Why POCT?
Does point-of-care testing have a true positive effect on patient outcomes, or is it simply a perceived benefit?
Point-of-care testing (POCT) is a growing trend. Examples of frequent inpatient POCT measurements include whole blood troponin for assessing myocardial injury, creatinine with estimation of glomerular filtration rate for assessing renal function, prothrombin time (PT) with INR calculation to guide thrombolytic therapy in stroke protocols, and the ubiquitous measuring of whole blood glucose for managing a patient’s glycemic state.
Today, you will see POCT throughout a hospital with handheld devices or small benchtop analyzers in the emergency department, intensive care setting, general medical wards, labor and delivery, and imaging centers. And market analyses seem to reflect this trend of moving testing away from central laboratories and to the patient’s bedside. According to a MarketsandMarkets 2014 report, for example, the global point-of-care diagnostics market is projected to hit US$27.5 billion by 2018 – indicating a clear demand for this type of testing. The market research firm says the growth is due to rising prevalence of chronic and infectious diseases, increasing use of home-based POCT devices, technological advancements, and the decreasing number of technologists in the central laboratory, to name but a few. In my institution, some administrators have also considered POCT as a way to lighten the workload of a resource-strained central laboratory.
This demand is reflected locally with plentiful requests from my clinical medicine colleagues. The ability to perform a rapid biochemical analysis at the bedside, with results sometimes available in seconds rather than hours, is very appealing to the physician. The perceived benefit of POCT is that faster results lead to faster changes in management – meaning that patients will have better outcomes. While logical, there’s no proof yet that this is actually true. It is, however, a testable hypothesis, with well-designed, outcomes-based research studies that evaluate the effectiveness or efficacy of such testing.
However, outcomes research on POCT (or any laboratory tests, for that matter) is difficult because the tests don’t have a direct impact on the patient; instead, they require action by clinicians. I think Petrie Rainey, a professor of laboratory medicine at the University of Washington, USA, summarized this well in his 1998 editorial for Clinical Chemistry (1). He wrote, “…the effect of a test result is always filtered through the change in medical management it engenders.” James Nichols et al., in a 2000 study evaluating patient wait times after POCT tests in an interventional radiology and cardiology setting, very nicely confirmed Rainey’s observation (2). Nichols’ group demonstrated a decrease in wait time only after optimizing workflows around the POCT results. Fast-forward 15 years and this observation still likely explains why so many studies continually fail to show positive outcomes associated with POCT.

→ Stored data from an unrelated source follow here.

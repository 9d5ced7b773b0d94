use std::sync::Arc;

use thiserror::Error;
use tracing::Instrument;

use crate::policy::ErrorPolicy;
use crate::state::{Decision, StateUpdate, SubTaskRequest, SupervisorState};
use crate::worker::{ResearchWorker, ResearcherOutput, ResearcherRequest, WorkerError};

/// Dispatches pending research sub-tasks and decides where to route next.
///
/// One call to [`step`](Self::step) is one orchestration round: every
/// pending task is sent to the researcher once, in order, and successful
/// outputs are folded into a [`StateUpdate`]. Failures never escape; the
/// [`ErrorPolicy`] decides whether they are skipped or end the round.
pub struct SupervisorOrchestrator {
    worker: Option<Arc<dyn ResearchWorker>>,
}

impl Default for SupervisorOrchestrator {
    fn default() -> Self {
        Self::unconfigured()
    }
}

impl SupervisorOrchestrator {
    /// Creates an orchestrator backed by the given researcher.
    pub fn new(worker: Arc<dyn ResearchWorker>) -> Self {
        Self {
            worker: Some(worker),
        }
    }

    /// Creates an orchestrator with no researcher.
    ///
    /// Every dispatch then fails with [`DispatchError::NoWorker`] and goes
    /// through the error policy like any other failure.
    pub fn unconfigured() -> Self {
        Self { worker: None }
    }

    /// Replaces the researcher.
    pub fn with_worker(mut self, worker: Arc<dyn ResearchWorker>) -> Self {
        self.worker = Some(worker);
        self
    }

    /// Returns true if a researcher is configured.
    pub fn has_worker(&self) -> bool {
        self.worker.is_some()
    }

    /// Runs one orchestration round over the state's pending tasks.
    ///
    /// Tasks are dispatched sequentially in their original order. Under
    /// `FailFast` the first failure ends the round with `Terminate` and no
    /// update; results gathered before it are discarded.
    pub async fn step(&self, state: &SupervisorState, policy: ErrorPolicy) -> Decision {
        let tasks = state.pending_tasks();
        let span = tracing::info_span!(
            "supervisor_step",
            iteration = state.research_iterations,
            tasks = tasks.len(),
            policy = %policy
        );

        self.run_tasks(tasks, policy).instrument(span).await
    }

    async fn run_tasks(&self, tasks: &[SubTaskRequest], policy: ErrorPolicy) -> Decision {
        let mut round = Round::new(policy);

        for task in tasks {
            match self.dispatch(task).await {
                Ok(output) => {
                    tracing::debug!(task_id = %task.id, "Researcher finished");
                    if let Some(summary) = output.compressed_research {
                        round.compressed_research.push(summary);
                    }
                    if let Some(notes) = output.raw_notes {
                        round.raw_notes.extend(notes);
                    }
                }
                Err(error) => {
                    tracing::warn!(
                        task_id = %task.id,
                        topic = task.research_topic().unwrap_or("<missing>"),
                        error = %error,
                        policy = %policy,
                        "Researcher dispatch failed"
                    );
                    round.record_failure();
                    if round.phase == Phase::Aborted {
                        break;
                    }
                }
            }
        }

        round.complete();
        let decision = round.finish();
        tracing::info!(
            routing = decision.routing.as_str(),
            summaries = decision.update.as_ref().map_or(0, |u| u.compressed_research.len()),
            "Supervisor step finished"
        );
        decision
    }

    async fn dispatch(
        &self,
        task: &SubTaskRequest,
    ) -> Result<ResearcherOutput, DispatchError> {
        let worker = self.worker.as_ref().ok_or(DispatchError::NoWorker)?;
        let topic = task
            .research_topic()
            .ok_or_else(|| DispatchError::MalformedTask {
                task_id: task.id.clone(),
            })?;

        tracing::debug!(task_id = %task.id, topic, "Dispatching researcher");
        let output = worker.research(ResearcherRequest::for_topic(topic)).await?;
        Ok(output)
    }
}

/// Why a single dispatch failed.
#[derive(Debug, Error)]
pub enum DispatchError {
    #[error("no researcher is configured for the supervisor")]
    NoWorker,

    #[error("tool call '{task_id}' has no research_topic")]
    MalformedTask { task_id: String },

    #[error(transparent)]
    Worker(#[from] WorkerError),
}

#[derive(Debug, Clone, Copy, PartialEq, Eq)]
enum Phase {
    Running,
    Aborted,
    Completed,
}

/// Per-step aggregation state. Never outlives one `step` call.
struct Round {
    policy: ErrorPolicy,
    phase: Phase,
    raw_notes: Vec<String>,
    compressed_research: Vec<String>,
}

impl Round {
    fn new(policy: ErrorPolicy) -> Self {
        Self {
            policy,
            phase: Phase::Running,
            raw_notes: Vec::new(),
            compressed_research: Vec::new(),
        }
    }

    fn record_failure(&mut self) {
        if self.policy.aborts_on_failure() {
            self.phase = Phase::Aborted;
        }
    }

    /// Marks the task list as exhausted. No-op after an abort.
    fn complete(&mut self) {
        if self.phase == Phase::Running {
            self.phase = Phase::Completed;
        }
    }

    fn finish(self) -> Decision {
        match self.phase {
            Phase::Aborted => Decision::terminate(),
            Phase::Running | Phase::Completed => Decision::continue_with(StateUpdate {
                supervisor_messages: Vec::new(),
                raw_notes: self.raw_notes,
                compressed_research: self.compressed_research,
            }),
        }
    }
}

#[cfg(test)]
mod tests {
    use super::*;
    use crate::state::Routing;

    #[test]
    fn test_round_completes_without_failures() {
        let mut round = Round::new(ErrorPolicy::FailFast);
        round.compressed_research.push("s".to_string());

        round.complete();
        let decision = round.finish();
        assert_eq!(decision.routing, Routing::ContinueToSupervisor);
        assert_eq!(decision.update.unwrap().compressed_research, vec!["s"]);
    }

    #[test]
    fn test_round_aborts_only_under_fail_fast() {
        let mut round = Round::new(ErrorPolicy::RecordAndContinue);
        round.record_failure();
        assert_eq!(round.phase, Phase::Running);

        let mut round = Round::new(ErrorPolicy::FailFast);
        round.compressed_research.push("before".to_string());
        round.record_failure();
        assert_eq!(round.phase, Phase::Aborted);
        round.complete();
        assert_eq!(round.phase, Phase::Aborted);
        assert_eq!(round.finish(), Decision::terminate());
    }

    #[test]
    fn test_dispatch_error_messages() {
        assert!(DispatchError::NoWorker.to_string().contains("no researcher"));
        let err = DispatchError::MalformedTask {
            task_id: "t2".to_string(),
        };
        assert!(err.to_string().contains("t2"));
    }
}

A hotbed of POCT outcomes research is the hospital emergency department (ED). Here, POCT has been proposed as the solution to overcrowding (3). The specific aims of POCT in the ED are to increase timely discharge, shorten length of stay, increase patient throughput, and reduce time to treatment. This begs the question – does POCT accomplish the aforementioned aims? Numerous randomized controlled trials have been conducted, for example, comparing POCT with central laboratory measurement of cardiac biomarkers. Roland Bingisser et al. summarized their group’s findings in a 2012 American Journal of Emergency Medicine article (4). Based on my understanding of the article, I think that collectively these randomized controlled trials indicate that point-of-care cardiac biomarker testing has little to no impact on length of stay, which raises questions about the utility of performing POCT when a central laboratory measurement may suffice. It is important to note that managing POCT requires considerable resources and time to ensure quality testing is being performed.
Don’t get me wrong – I do think there can be tremendous benefit to POCT if results are acted upon in a timely manner. The big question is: will we abandon POCT if well-designed studies (incorporating optimized workflows) reproducibly fail to demonstrate a positive effect, or will we continue to perform POC testing under the guise of a perceived benefit? I look forward to seeing the data!
- PM Rainey, “Outcomes assessment for point-of-care testing”, Clin Chem, 44, 1595–1596 (1998). PMID: 9702943.
- JH Nichols et al, “Clinical outcomes of point-of-care testing in the interventional radiology and invasive cardiology setting”, Clin Chem, 46, 543–550 (2000). PMID: 10759479.
- KD Rooney, UM Schilling, “Point-of-care testing in the overcrowded emergency department – can it make a difference?” Critical Care, 18, 692 (2014). PMID: 25672600.
- R Bingisser et al, “Cardiac troponin: A critical review of the case for point-of-care testing in the ED”, Am J Emerg Med, 30, 1639–1649 (2012). PMID: 22633720.
Assistant professor of Pathology, medical director of Clinical Chemistry and Point of Care Testing, Saint Louis University School of Medicine, Missouri, USA.